O fortalecimento dos sistemas políticos representativos consiste não somente na institucionalização de mecanismos de participação decisórios entre Estado-sociedade. Essa constitui uma medida necessária, mas não suficiente para assegurar a sustentação da democracia participativa. Portanto, alguns aspectos podem ser considerados quando o assunto é o fortalecimento da democracia não somente enquanto regime político, mas enquanto prática social (JARA, 2006).

Um primeiro aspecto relevante diz respeito à incorporação da participação em uma perspectiva mais ampla de direitos que define a própria dimensão da cidadania, uma vez que isso envolve uma mudança na relação Estado-sociedade. Desse modo, a democracia participativa encontra sua sustentação em dois polos: de um lado, tem-se a obrigatoriedade pelo Estado de cumprir os direitos por meio da implementação de políticas públicas e, por outro, está a sociedade, em exercer o dever inerente a dimensão da cidadania de exigir, acompanhar, fiscalizar e cobrar o cumprimento dos direitos (JARA, 2006).

Outros elementos também são relevantes com a finalidade de construir as bases para a democracia participativa e consolidar a democracia representativa. São eles: (1) necessidade de manter politizada a participação, ou seja, permitir a ampliação da esfera política decisória, não temendo a realização de conflitos que podem surgir na disputa por interesses; (2) não monopolizar o político nos políticos, mas ampliar e inserir um espectro amplo de atores sociais, assim como preconizar o pluralismo e a inclusão que definem a gestão social, na tomada de decisão política; (3) disseminar a institucionalização de esferas públicas participativas, como conferências, conselhos, colegiados, OP etc., que detém funções garantidas em legislação constitucional para decidir políticas, exercer o controle social, e com isso fortalecer a transparência pública (JARA, 2006).

Para concluir o caso argentino, um dos caminhos para a reversão desse quadro pode estar relacionado com a reconstrução da cultura política participativa.

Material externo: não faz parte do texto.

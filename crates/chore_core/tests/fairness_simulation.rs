mod common;

use chore_core::{
    CycleService, HouseholdRepository, SchedulerConfig, SqliteHouseholdRepository,
};
use common::{household, setup};
use rand::rngs::StdRng;
use rand::SeedableRng;
use std::collections::{HashMap, HashSet};

const SPREAD: [(&str, &[&str]); 3] = [
    ("room_a", &["a1"]),
    ("room_b", &["b1", "b2"]),
    ("room_c", &["c1", "c2", "c3", "c4", "c5"]),
];

#[test]
fn room_slots_track_occupancy_share_over_many_cycles() {
    let conn = setup(&household(&SPREAD, 3));
    let repo = SqliteHouseholdRepository::try_new(&conn).unwrap();
    let service = CycleService::new(repo, SchedulerConfig::new(3, 3));
    let mut rng = StdRng::seed_from_u64(42);

    let occupancy: HashMap<&str, f64> = [("room_a", 1.0), ("room_b", 2.0), ("room_c", 5.0)]
        .into_iter()
        .collect();
    let mut slots: HashMap<String, usize> = HashMap::new();

    for run in 1..=80_usize {
        let cycle_id = format!("2026-01-01_{run:06}");
        service.generate_cycle_with_id(&cycle_id, &mut rng).unwrap();

        let snapshot = SqliteHouseholdRepository::try_new(&conn)
            .unwrap()
            .load_snapshot()
            .unwrap();
        for assignment in snapshot
            .assignments
            .iter()
            .filter(|assignment| assignment.cycle_id == cycle_id)
        {
            *slots.entry(assignment.room_id.clone()).or_default() += 1;
        }

        for (room_id, occ) in &occupancy {
            let expected = run as f64 * 3.0 * occ / 8.0;
            let actual = slots.get(*room_id).copied().unwrap_or_default() as f64;
            assert!(
                (actual - expected).abs() <= 1.0,
                "run {run}: {room_id} has {actual} slots, expected about {expected}"
            );
        }
    }

    let snapshot = SqliteHouseholdRepository::try_new(&conn)
        .unwrap()
        .load_snapshot()
        .unwrap();
    let counts: Vec<u32> = snapshot
        .members
        .iter()
        .map(|member| member.assignment_count)
        .collect();
    let max = counts.iter().max().copied().unwrap();
    let min = counts.iter().min().copied().unwrap();
    assert!(max - min <= 1, "member counts drifted apart: {counts:?}");
}

#[test]
fn unpicked_member_debt_grows_until_selected() {
    let conn = setup(&household(&[("room_a", &["m1", "m2", "m3", "m4"])], 1));
    let repo = SqliteHouseholdRepository::try_new(&conn).unwrap();
    let service = CycleService::new(repo, SchedulerConfig::new(1, 1));
    let mut rng = StdRng::seed_from_u64(7);

    let mut m4_debts = Vec::new();
    for run in 1..=4 {
        let summary = service
            .generate_cycle_with_id(&format!("c{run}"), &mut rng)
            .unwrap();
        assert_eq!(summary.assignments[0].member_name, format!("M{run}"));

        let snapshot = SqliteHouseholdRepository::try_new(&conn)
            .unwrap()
            .load_snapshot()
            .unwrap();
        let m4 = snapshot
            .members
            .iter()
            .find(|member| member.id == "m4")
            .unwrap();
        m4_debts.push(m4.debt);
    }

    let expected = [0.25, 0.5, 0.75, 0.0];
    for (actual, expected) in m4_debts.iter().zip(expected) {
        assert!((actual - expected).abs() < 1e-9, "{m4_debts:?}");
    }
}

#[test]
fn picks_respect_per_cycle_and_consecutive_rules() {
    let layout: [(&str, &[&str]); 3] = [
        ("room_a", &["a1"]),
        ("room_b", &["b1", "b2"]),
        ("room_c", &["c1", "c2", "c3"]),
    ];
    let conn = setup(&household(&layout, 6));
    let repo = SqliteHouseholdRepository::try_new(&conn).unwrap();
    let service = CycleService::new(repo, SchedulerConfig::new(6, 3));
    let mut rng = StdRng::seed_from_u64(3);

    let mut previous: HashMap<String, HashSet<String>> = HashMap::new();
    for run in 1..=20 {
        let cycle_id = format!("c{run:02}");
        service.generate_cycle_with_id(&cycle_id, &mut rng).unwrap();

        let snapshot = SqliteHouseholdRepository::try_new(&conn)
            .unwrap()
            .load_snapshot()
            .unwrap();
        let picks: Vec<_> = snapshot
            .assignments
            .iter()
            .filter(|assignment| assignment.cycle_id == cycle_id)
            .collect();
        assert_eq!(picks.len(), 6);

        let members: HashSet<&str> = picks
            .iter()
            .map(|assignment| assignment.member_id.as_str())
            .collect();
        assert_eq!(members.len(), picks.len(), "run {run} double-booked a member");

        let chores: HashSet<&str> = picks
            .iter()
            .map(|assignment| assignment.chore_id.as_str())
            .collect();
        assert_eq!(chores.len(), 6);

        for assignment in &picks {
            if assignment.room_id == "room_a" {
                assert!(!assignment.relaxed);
                continue;
            }
            let repeated = previous
                .get(&assignment.room_id)
                .is_some_and(|ids| ids.contains(&assignment.member_id));
            assert!(
                !repeated || assignment.relaxed,
                "run {run}: {} repeated without relaxation",
                assignment.member_id
            );
        }

        previous.clear();
        for assignment in &picks {
            previous
                .entry(assignment.room_id.clone())
                .or_default()
                .insert(assignment.member_id.clone());
        }
    }
}
//! Repository layer abstractions and persistence implementations.
//!
//! # Responsibility
//! - Define the catalog reader, cycle existence check and batch writer the
//!   cycle service depends on.
//! - Isolate SQLite query details from scheduling and orchestration.
//!
//! # Invariants
//! - Batch writes are all-or-nothing.
//! - Read paths reject invalid persisted state instead of masking it.

pub mod household_repo;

Torna-se necessária a sua dinamização e refundação no próprio núcleo societário por meio da organização social e da emergência de novos atores sociais. Somado a isso, tem-se a combinação entre delegação do poder aos representantes governamentais, característico da democracia representativa, com a institucionalização de mecanismos decisórios participativos entre Estado e sociedade, fruto da construção de uma democracia participativa.